Riceviamo e pubblichiamo
Se qualcuno pensava che l’esito del referendum sulla città unica avesse definitivamente messo in soffitta l’idea dell’ospedale fuori dai confini cittadini si sbagliava.
Spregiudicati politici e cattedratici, sempre in prima pagina, sono ripiombati sul progetto mai sopito di realizzare ad Arcavacata (ma sarebbe meglio dire Montalto) il nuovo Ospedale della città di Cosenza, ammantandolo con l’etichetta di Policlinico universitario.
Come si può costruire una facoltà di medicina senza Policlinico? Il gioco era chiaro sin da subito: trasformare in Policlinico universitario un ospedale di città, da anni finanziato e che aspetta la sua ora da oltre 90 anni.
Era tutto chiaro sin dagli schieramenti a favore della fusione di Cosenza con Rende e Castrolibero: la via più diretta è dirottare in area universitaria un’opera riservata alla cura dei cittadini. Passano in secondo piano i gravissimi problemi della salute degli abitanti del capoluogo e di tutto il comprensorio che attorno a esso gravita.
Al governatore e al rettore interessa altro.
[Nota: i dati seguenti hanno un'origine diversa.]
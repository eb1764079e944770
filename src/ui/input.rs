/// Keyboard input collector.
///
/// Every Press or Repeat of a movement key becomes one queued move, so a
/// held key keeps walking at the terminal's repeat rate and a quick tap
/// between ticks is never lost. Release events are ignored.
///
/// Key map:
///   Arrows / WASD   →  Move
///   R               →  Restart
///   Esc / Q / ^C    →  Quit

use std::time::Duration;

use crossterm::event::{self, poll, Event, KeyCode, KeyEvent, KeyEventKind, KeyModifiers};

use rockfall::Direction;

pub struct InputState {
    /// Moves collected during the most recent drain, in arrival order.
    moves: Vec<Direction>,

    /// Raw key events collected during drain, for meta-key handling.
    raw_events: Vec<KeyEvent>,
}

impl InputState {
    pub fn new() -> Self {
        InputState {
            moves: Vec::with_capacity(8),
            raw_events: Vec::with_capacity(8),
        }
    }

    /// Drain all pending terminal events.
    /// Call this once per frame, before the simulation tick.
    pub fn drain_events(&mut self) {
        self.moves.clear();
        self.raw_events.clear();

        // Read all available events without blocking
        while poll(Duration::ZERO).unwrap_or(false) {
            if let Ok(Event::Key(key)) = event::read() {
                self.accept(key);
            }
        }
    }

    /// Moves from this frame's drain, oldest first.
    pub fn moves(&self) -> &[Direction] {
        &self.moves
    }

    pub fn quit_pressed(&self) -> bool {
        self.raw_events.iter().any(is_quit)
    }

    pub fn restart_pressed(&self) -> bool {
        self.raw_events.iter().any(|k| {
            !k.modifiers.contains(KeyModifiers::CONTROL)
                && matches!(k.code, KeyCode::Char('r') | KeyCode::Char('R'))
        })
    }

    // ── Internal ──

    fn accept(&mut self, key: KeyEvent) {
        if key.kind == KeyEventKind::Release {
            return;
        }
        if let Some(dir) = direction_for(key.code) {
            self.moves.push(dir);
        }
        self.raw_events.push(key);
    }
}

/// Movement key mapping: arrows and WASD.
pub fn direction_for(code: KeyCode) -> Option<Direction> {
    match code {
        KeyCode::Up | KeyCode::Char('w') | KeyCode::Char('W') => Some(Direction::Up),
        KeyCode::Down | KeyCode::Char('s') | KeyCode::Char('S') => Some(Direction::Down),
        KeyCode::Left | KeyCode::Char('a') | KeyCode::Char('A') => Some(Direction::Left),
        KeyCode::Right | KeyCode::Char('d') | KeyCode::Char('D') => Some(Direction::Right),
        _ => None,
    }
}

fn is_quit(k: &KeyEvent) -> bool {
    if k.modifiers.contains(KeyModifiers::CONTROL) {
        return matches!(k.code, KeyCode::Char('c') | KeyCode::Char('C'));
    }
    matches!(k.code, KeyCode::Esc | KeyCode::Char('q') | KeyCode::Char('Q'))
}

#[cfg(test)]
mod tests {
    use super::*;
    use crossterm::event::KeyEventState;

    fn key(code: KeyCode, kind: KeyEventKind, modifiers: KeyModifiers) -> KeyEvent {
        KeyEvent { code, modifiers, kind, state: KeyEventState::NONE }
    }

    fn press(code: KeyCode) -> KeyEvent {
        key(code, KeyEventKind::Press, KeyModifiers::NONE)
    }

    #[test]
    fn arrows_and_wasd_map_to_directions() {
        assert_eq!(direction_for(KeyCode::Up), Some(Direction::Up));
        assert_eq!(direction_for(KeyCode::Char('a')), Some(Direction::Left));
        assert_eq!(direction_for(KeyCode::Char('S')), Some(Direction::Down));
        assert_eq!(direction_for(KeyCode::Right), Some(Direction::Right));
        assert_eq!(direction_for(KeyCode::Char('x')), None);
    }

    #[test]
    fn presses_and_repeats_queue_in_order() {
        let mut input = InputState::new();
        input.accept(press(KeyCode::Left));
        input.accept(key(KeyCode::Left, KeyEventKind::Repeat, KeyModifiers::NONE));
        input.accept(press(KeyCode::Up));
        assert_eq!(input.moves(), &[Direction::Left, Direction::Left, Direction::Up]);
    }

    #[test]
    fn releases_are_ignored() {
        let mut input = InputState::new();
        input.accept(key(KeyCode::Right, KeyEventKind::Release, KeyModifiers::NONE));
        assert!(input.moves().is_empty());
    }

    #[test]
    fn quit_keys() {
        let mut input = InputState::new();
        input.accept(key(KeyCode::Char('c'), KeyEventKind::Press, KeyModifiers::CONTROL));
        assert!(input.quit_pressed());

        let mut input = InputState::new();
        input.accept(press(KeyCode::Esc));
        assert!(input.quit_pressed());

        let mut input = InputState::new();
        input.accept(press(KeyCode::Char('c')));
        assert!(!input.quit_pressed());
    }

    #[test]
    fn restart_key() {
        let mut input = InputState::new();
        input.accept(press(KeyCode::Char('r')));
        assert!(input.restart_pressed());
        assert!(!input.quit_pressed());
    }
}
Nel pieno di un fallimento totale del sistema sanitario calabrese, invece di porre finalmente inizio a un’opera non più rinviabile, ciò che conta è creare fuori dalla città un complesso ex novo al sevizio più che della popolazione di uno “sviluppo” del corso di Medicina che sarà foriero di tanti altri vantaggi: appalti per la realizzazione, assunzione di docenti luminari o presunti tali, di medici e personale infermieristico, appalti per i servizi e via discorrendo.
Ma ai cittadini di Cosenza, Rende e Castrolibero questa Grande Bouffe non va giù, se non altro per non far perdere quel diritto alla salute che i cittadini dovrebbero vedersi riconosciuto come acquisito.
In barba alle delibere, ai finanziamenti dell’INAIL, ai decreti ministeriali e a quant’altro, oggi la scusa accampata è quella di inidoneità del sito di Vaglio Lise sul quale dovrebbe sorgere il nuovo ospedale, indentificato come zona P3, ovvero ad alto rischio idrogeologico.
E la lapidaria conclusione viene dalla stessa società che appena pochi anni fa aveva redatto lo studio di fattibilità che affermava che l’area era la migliore fra quelle possibili.
Tale catalogazione non è affatto definitiva ed è semmai necessario studiare al più presto quali sono le contromisure per rendere minimo il rischio dell’intera area che ruota attorno alla mai utilizzata stazione ferroviaria e ai tanti servizi già oggi lì insediati.
E allora giù risibili appelli di misconosciuti personaggi in cerca di autore per realizzare senza indugio alcuno, fuori dalla città, il “nostro” ospedale. E quindi rinvenire fondi, studi di fattibilità, aree idonee per uno scopo meno nobile di quello che dovrebbe spingere chi governa.
Fortunatamente, a questo gioco a perdere non partecipa il comune capoluogo che, con fermezza e coraggio, si oppone a che uno scippo di siffatta natura venga ancora una volta perpetrato ai danni della collettività.
Il sindaco Caruso dice in soldoni: vogliamo fare anche il Policlinico universitario a Rende o a Montalto? Facciamolo pure, non potrà che far bene a noi tutti, ma noi vogliamo il nostro ospedale.
In questa querelle, che non trova da nessuna parte la parola fine, a piangere sono, come sempre, i cosentini e tutti i cittadini della vasta area urbana, costretti a servirsi di un ospedale ormai al collasso che dei 700 posti dei quali dovrebbe disporre ne ha solo 400 e, tra questi, anche quelli per i “solventi” (sic!).
Intanto i medici litigano e i cosentini muoiono.
E allora che fare? Intanto, si dovrebbe chiedere al governatore, che è di Cosenza ma sembra di Bolzano, di spendere qualche soldo per l’Annunziata, almeno per consentire – fino a che non sarà chiusa la querelle e non sarà finalmente pronto il nuovo ospedale, ovvero tra almeno dieci anni – ai tanti che si rivolgono alla sanità pubblica di godere di un servizio sanitario degno di questo nome.
È chiedere troppo? Sicuramente no. Così come non è troppo chiedere ai nostri concittadini di ricordare nelle urne questi “patrioti” sempre disponibili per la propria terra.